## [The records]
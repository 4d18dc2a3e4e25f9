use std::collections::BTreeSet;
use std::process::ExitCode;

use serde::Serialize;
use tzsched_core::{ScheduleSession, ScheduleSet, build_schedule_set};

use crate::cli::PlanArgs;
use crate::error::{CliResult, EXIT_SUCCESS, OutputFormat};
use crate::shared::{
    load_schedule, parse_known_months, print_json, print_regime_text, resolve_zone,
};

#[derive(Debug, Serialize)]
struct PlanOutput<'a> {
    publish: &'a ScheduleSet,
    retract: &'a BTreeSet<String>,
    known_after: BTreeSet<String>,
}

pub fn run_plan(args: PlanArgs, output_format: OutputFormat) -> CliResult<ExitCode> {
    let config = load_schedule(&args.schedule)?;
    let zone = resolve_zone(
        args.tz.as_deref(),
        config.timezone.as_deref(),
        args.year,
        config.year,
    )?;
    let known = parse_known_months(&args.known)?;

    let set = build_schedule_set(&config.weekly, &zone.rule);
    let session = ScheduleSession::new(known);
    let plan = session.plan(&set);

    match output_format {
        OutputFormat::Json => print_json(&PlanOutput {
            publish: &plan.to_publish,
            retract: &plan.to_retract,
            known_after: set.months(),
        })?,
        OutputFormat::Text => {
            println!("Publish {} regime(s):", plan.to_publish.len());
            for regime in &plan.to_publish {
                print_regime_text(regime);
            }
            if plan.to_retract.is_empty() {
                println!("Retract: none");
            } else {
                let months: Vec<&str> = plan.to_retract.iter().map(String::as_str).collect();
                println!("Retract: {}", months.join(", "));
            }
        }
    }

    Ok(ExitCode::from(EXIT_SUCCESS))
}
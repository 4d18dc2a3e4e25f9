//! Core data types for tzsched.
//!
//! This module defines the primary types used throughout the library:
//! - [`DayCode`] - Day of week, cyclically ordered Monday to Sunday
//! - [`Interval`] - An open interval in whole hours on a 0-24 clock
//! - [`DaySlots`] - The merged interval sequence of one day
//! - [`WeeklyLocalSchedule`] - At most one local interval per day
//! - [`WeeklyUtcSchedule`] - Merged UTC intervals per day
//! - [`TransitionRule`] / [`DstRule`] / [`ZoneRule`] - Timezone descriptors
//! - [`AnchorDate`] / [`Anchor`] - Calendar triggers for a regime
//! - [`RegimeKind`] / [`ScheduleRegime`] / [`ScheduleSet`] - Compiled output

use std::collections::{BTreeMap, BTreeSet};
use std::fmt;
use std::str::FromStr;

use serde::{Deserialize, Serialize};

use crate::error::{Result, ScheduleError};
use crate::wire::RegimeRecord;

/// Hours in a civil day.
pub const HOURS_PER_DAY: i32 = 24;

/// Day of week, ordered Monday first.
#[derive(Debug, Clone, Copy, PartialEq, Eq, PartialOrd, Ord, Hash, Serialize, Deserialize)]
pub enum DayCode {
    Mo,
    Tu,
    We,
    Th,
    Fr,
    Sa,
    Su,
}

impl DayCode {
    /// All days in week order.
    pub const ALL: [DayCode; 7] = [
        DayCode::Mo,
        DayCode::Tu,
        DayCode::We,
        DayCode::Th,
        DayCode::Fr,
        DayCode::Sa,
        DayCode::Su,
    ];

    /// The day before, wrapping Monday to Sunday.
    pub fn prev(self) -> DayCode {
        Self::ALL[(self.index() + 6) % 7]
    }

    /// The day after, wrapping Sunday to Monday.
    pub fn next(self) -> DayCode {
        Self::ALL[(self.index() + 1) % 7]
    }

    /// Zero-based position, Monday = 0.
    pub fn index(self) -> usize {
        self as usize
    }

    /// Two-letter code used on the wire.
    pub fn code(self) -> &'static str {
        match self {
            DayCode::Mo => "Mo",
            DayCode::Tu => "Tu",
            DayCode::We => "We",
            DayCode::Th => "Th",
            DayCode::Fr => "Fr",
            DayCode::Sa => "Sa",
            DayCode::Su => "Su",
        }
    }

    /// English day name.
    pub fn name(self) -> &'static str {
        match self {
            DayCode::Mo => "Monday",
            DayCode::Tu => "Tuesday",
            DayCode::We => "Wednesday",
            DayCode::Th => "Thursday",
            DayCode::Fr => "Friday",
            DayCode::Sa => "Saturday",
            DayCode::Su => "Sunday",
        }
    }
}

impl fmt::Display for DayCode {
    fn fmt(&self, f: &mut fmt::Formatter<'_>) -> fmt::Result {
        f.write_str(self.code())
    }
}

impl FromStr for DayCode {
    type Err = ScheduleError;

    fn from_str(s: &str) -> Result<Self> {
        DayCode::ALL
            .into_iter()
            .find(|day| day.code() == s)
            .ok_or_else(|| ScheduleError::ParseError(format!("Unknown day code: '{}'", s)))
    }
}
/// Pure comparison helpers for snapshot diffing.
///
/// All functions here operate on two in-memory collections and never touch
/// the network, so the same inputs always produce the same diffs.

/// Find items of `new` that are absent from `old`.
///
/// Absence is decided by the `key` projection: an item is new when no element
/// of `old` shares its key. For plain string collections pass the identity
/// projection (`|s| s.as_str()`). Returns `(index, item)` pairs where the
/// index is the item's position in `new`.
pub fn detect_new_items<'a, T>(
    old: &[T],
    new: &'a [T],
    key: impl Fn(&T) -> &str,
) -> Vec<(usize, &'a T)> {
    new.iter()
        .enumerate()
        .filter(|&(_, item)| !old.iter().any(|o| key(o) == key(item)))
        .collect()
}

/// Mirror of [`detect_new_items`]: items of `old` that no longer appear in
/// `new`. Returned references point into `old`.
pub fn detect_removed_items<'a, T>(
    old: &'a [T],
    new: &[T],
    key: impl Fn(&T) -> &str,
) -> Vec<(usize, &'a T)> {
    old.iter()
        .enumerate()
        .filter(|&(_, item)| !new.iter().any(|n| key(n) == key(item)))
        .collect()
}

/// Coarse change signal for ordered lists: true when the lengths differ or
/// any positional element differs. Callers replace the whole list on change
/// rather than patching positions, so no finer-grained diff is produced.
pub fn items_changed<T: PartialEq>(old: &[T], new: &[T]) -> bool {
    if old.len() != new.len() {
        return true;
    }
    old.iter().zip(new.iter()).any(|(a, b)| a != b)
}
use anyhow::{anyhow, Context, Result};
use serde::{Deserialize, Serialize};
use std::fs;
use std::path::{Path, PathBuf};

const CONFIG_FILE_NAME: &str = "config.toml";

/// Tool configuration: the servers to keep in sync plus a few knobs.
#[derive(Debug, Clone, Serialize, Deserialize)]
#[serde(default)]
pub struct Config {
    /// Log mutating calls instead of sending them. The CLI flag also turns
    /// this on.
    pub dry_run: bool,
    /// Where the baseline state document lives (default: state.json in the
    /// working directory).
    pub state_path: Option<String>,
    pub servers: Vec<ServerConfig>,
}

impl Default for Config {
    fn default() -> Self {
        Self {
            dry_run: false,
            state_path: None,
            servers: Vec::new(),
        }
    }
}

/// One backend server and the credentials to log into it.
#[derive(Debug, Clone, Serialize, Deserialize)]
pub struct ServerConfig {
    pub url: String,
    pub username: String,
    pub password: String,
}

impl Config {
    /// Default configuration file path under the user config directory.
    pub fn default_path() -> Result<PathBuf> {
        let config_dir = dirs::config_dir()
            .context("Failed to get config directory")?
            .join("piped-sync");
        Ok(config_dir.join(CONFIG_FILE_NAME))
    }

    /// Load the configuration document.
    ///
    /// With an explicit path the file must exist. Otherwise a config.toml in
    /// the working directory wins over the one in the user config directory.
    /// Missing or unreadable configuration is fatal; the tool refuses to run
    /// without knowing its servers.
    pub fn load(path: Option<&Path>) -> Result<Self> {
        let path = match path {
            Some(path) => path.to_path_buf(),
            None => {
                let local = PathBuf::from(CONFIG_FILE_NAME);
                if local.exists() {
                    local
                } else {
                    let fallback = Self::default_path()?;
                    if !fallback.exists() {
                        return Err(anyhow!(
                            "No configuration found: create {} or {}",
                            local.display(),
                            fallback.display()
                        ));
                    }
                    fallback
                }
            }
        };

        let contents = fs::read_to_string(&path)
            .with_context(|| format!("Failed to read config file {}", path.display()))?;
        let config: Config = toml::from_str(&contents)
            .with_context(|| format!("Failed to parse config file {}", path.display()))?;
        Ok(config)
    }
}
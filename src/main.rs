//! piped-sync: keep subscriptions and playlists in sync across Piped
//! servers.
//!
//! One invocation runs one pass: load the baseline, diff every configured
//! server against it, queue corrective actions, apply them everywhere else,
//! and persist the new baseline.

use anyhow::{bail, Result};
use std::path::PathBuf;
use tracing_subscriber::EnvFilter;

use piped_sync::config::Config;
use piped_sync::piped::{PipedSession, ServerApi};
use piped_sync::reconcile::Reconciler;
use piped_sync::state::SyncState;

const USAGE: &str = "Usage: piped-sync [--config <path>] [--state <path>] [--dry-run]

Options:
  --config <path>  Configuration file (default: ./config.toml, then the
                   user config directory)
  --state <path>   State file (default: from config, then ./state.json)
  --dry-run        Log mutating calls instead of sending them
  -h, --help       Show this help";

struct CliArgs {
    config: Option<PathBuf>,
    state: Option<PathBuf>,
    dry_run: bool,
}

fn parse_args() -> Result<CliArgs> {
    let mut args = CliArgs {
        config: None,
        state: None,
        dry_run: false,
    };

    let mut iter = std::env::args().skip(1);
    while let Some(arg) = iter.next() {
        match arg.as_str() {
            "--config" => match iter.next() {
                Some(value) => args.config = Some(PathBuf::from(value)),
                None => bail!("--config requires a path\n{USAGE}"),
            },
            "--state" => match iter.next() {
                Some(value) => args.state = Some(PathBuf::from(value)),
                None => bail!("--state requires a path\n{USAGE}"),
            },
            "--dry-run" => args.dry_run = true,
            "-h" | "--help" => {
                println!("{USAGE}");
                std::process::exit(0);
            }
            other => bail!("Unknown argument {other}\n{USAGE}"),
        }
    }

    Ok(args)
}

#[tokio::main]
async fn main() -> Result<()> {
    tracing_subscriber::fmt()
        .with_env_filter(
            EnvFilter::try_from_default_env().unwrap_or_else(|_| EnvFilter::new("info")),
        )
        .init();

    let args = parse_args()?;
    let config = Config::load(args.config.as_deref())?;
    let dry_run = args.dry_run || config.dry_run;

    if config.servers.is_empty() {
        tracing::warn!("No servers configured, nothing to sync");
        return Ok(());
    }
    if dry_run {
        tracing::info!("Dry run: mutating calls will be logged, not sent");
    }

    let state_path = args
        .state
        .or_else(|| config.state_path.clone().map(PathBuf::from))
        .unwrap_or_else(|| PathBuf::from("state.json"));
    let state = SyncState::load(&state_path)?;

    let mut sessions: Vec<Box<dyn ServerApi>> = Vec::new();
    for server in &config.servers {
        let mut session = PipedSession::new(&server.url, dry_run)?;
        // A server that rejects the login keeps its slot so pending actions
        // stay addressed to the right index; its calls fail until the next
        // run reaches it again.
        if let Err(e) = session.login(&server.username, &server.password).await {
            tracing::warn!("Login failed on {}: {}", server.url, e);
        }
        sessions.push(Box::new(session));
    }

    let new_state = Reconciler::new(state, sessions).run().await;

    if dry_run {
        tracing::info!("Dry run: not writing {}", state_path.display());
    } else {
        new_state.save(&state_path)?;
        tracing::info!("Sync finished, state written to {}", state_path.display());
    }
    Ok(())
}
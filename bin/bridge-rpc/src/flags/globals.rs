//! Global arguments for the CLI.

use crate::flags::AcceleratorArgs;
use alloy_chains::Chain;
use bridge_rpc_accelerator::{
    AcceleratedProvider, AcceleratorBuilder, AcceleratorConfig, KeyValueStore, ReceiptCache,
};
use bridge_rpc_cli::{LogArgs, MetricsArgs};
use clap::Parser;
use std::sync::Arc;
use url::Url;

/// Global arguments for the CLI.
#[derive(Parser, Default, Clone, Debug)]
pub struct GlobalArgs {
    /// Logging arguments.
    #[command(flatten)]
    pub log_args: LogArgs,
    /// URL of the JSON-RPC endpoint.
    #[arg(long, global = true, env = "BRIDGE_RPC_URL")]
    pub rpc_url: Option<Url>,
    /// The chain served by the endpoint, as a name or an id. Receipts are cached under it.
    #[arg(long, short = 'c', global = true, default_value = "1", env = "BRIDGE_RPC_CHAIN_ID")]
    pub chain_id: Chain,
    /// Accelerator arguments.
    #[command(flatten)]
    pub accelerator: AcceleratorArgs,
    /// Prometheus CLI arguments.
    #[command(flatten)]
    pub metrics: MetricsArgs,
}

impl GlobalArgs {
    /// Returns the RPC endpoint, failing if none was given.
    pub fn rpc_url(&self) -> anyhow::Result<&Url> {
        self.rpc_url.as_ref().ok_or_else(|| {
            anyhow::anyhow!("No RPC endpoint given, set --rpc-url or BRIDGE_RPC_URL")
        })
    }

    /// Returns the receipt cache selected by the flags.
    pub fn receipt_cache(&self, config: &AcceleratorConfig) -> ReceiptCache {
        let store = self.accelerator.store().map(|store| Arc::new(store) as Arc<dyn KeyValueStore>);
        ReceiptCache::new(store, config.cache_key.clone())
    }

    /// Builds the accelerated provider for the configured endpoint and chain.
    ///
    /// Must be called inside a Tokio runtime.
    pub fn provider(&self) -> anyhow::Result<AcceleratedProvider> {
        let config = self.accelerator.load_config()?;
        let builder = AcceleratorBuilder::new(self.rpc_url()?.clone(), self.chain_id.id());
        let builder = match self.accelerator.store() {
            Some(store) => builder.with_store(Arc::new(store)),
            None => builder.without_store(),
        };
        Ok(builder.with_config(config).build())
    }
}
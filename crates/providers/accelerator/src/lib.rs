#![doc = include_str!("../README.md")]
#![doc(issue_tracker_base_url = "https://github.com/bridge-rpc/bridge-rpc/issues/")]
#![cfg_attr(docsrs, feature(doc_cfg, doc_auto_cfg))]

#[macro_use]
extern crate tracing;

mod config;
pub use config::{
    ARBITRUM_SEPOLIA_MIN_CONFIRMATIONS, AcceleratorConfig, BatchConfig, ChainThreshold,
    ConfirmationThresholds, DEFAULT_BATCH_MAX_SIZE, DEFAULT_BATCH_WINDOW_MS, DEFAULT_CACHE_KEY,
    DEFAULT_HEAD_MAX_AGE_MS, MAINNET_MIN_CONFIRMATIONS,
};

mod errors;
pub use errors::{CacheError, ProviderError, ProviderResult, StorageError};

mod receipt;
pub use receipt::{ReceiptLog, RpcReceipt, TransactionReceipt, big_number, confirmations};

mod policy;
pub use policy::{Admission, admission, should_cache};

mod storage;
pub use storage::{FileStore, KeyValueStore, MemoryStore};

mod cache;
pub use cache::{CachedReceipts, ReceiptCache};

mod transport;
pub use transport::{BatchingTransport, RequestDispatcher, TransportMode};

mod provider;
pub use provider::{AcceleratedProvider, AcceleratorBuilder, EthProvider, RpcProvider};

mod metrics;
pub use metrics::Metrics;

#[cfg(any(test, feature = "test-utils"))]
pub mod test_utils;
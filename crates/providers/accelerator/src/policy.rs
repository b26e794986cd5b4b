//! The cache admission policy.
//!
//! Decides whether a freshly fetched receipt is safe to persist. Only successful
//! transactions are admitted, and on chains with a configured confirmation threshold the
//! receipt must be buried deep enough that a reorg is no longer a practical concern.

use crate::{AcceleratorConfig, TransactionReceipt};

/// The outcome of evaluating the admission policy against a receipt.
#[derive(Debug, Clone, Copy, PartialEq, Eq)]
pub enum Admission {
    /// The receipt may be cached.
    Admitted,
    /// Caching is disabled by configuration.
    CachingDisabled,
    /// The transaction failed; it may be resubmitted, so its receipt is not cached.
    Failed,
    /// The receipt does not yet have enough confirmations for its chain.
    Unconfirmed {
        /// The configured minimum.
        required: u64,
        /// The confirmations observed on the receipt.
        observed: u64,
    },
}

impl Admission {
    /// Returns true if the receipt was admitted.
    pub const fn is_admitted(&self) -> bool {
        matches!(self, Self::Admitted)
    }

    /// A short label for logs and metrics.
    pub const fn as_str(&self) -> &'static str {
        match self {
            Self::Admitted => "admitted",
            Self::CachingDisabled => "caching_disabled",
            Self::Failed => "failed",
            Self::Unconfirmed { .. } => "unconfirmed",
        }
    }
}

/// Evaluates the admission rules in order, returning the first rejection.
pub fn admission(
    chain_id: u64,
    receipt: &TransactionReceipt,
    config: &AcceleratorConfig,
) -> Admission {
    if !config.enable_caching {
        return Admission::CachingDisabled;
    }
    if receipt.is_failed() {
        return Admission::Failed;
    }
    match config.confirmations.minimum(chain_id) {
        Some(required) if receipt.confirmations < required => {
            Admission::Unconfirmed { required, observed: receipt.confirmations }
        }
        _ => Admission::Admitted,
    }
}

/// Returns true if the receipt may be cached for the given chain.
pub fn should_cache(
    chain_id: u64,
    receipt: &TransactionReceipt,
    config: &AcceleratorConfig,
) -> bool {
    admission(chain_id, receipt, config).is_admitted()
}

## [Exercise objective]
Once you have counted the lines above that hold the word "Debug", report only that total.

## [Completed exercise]
6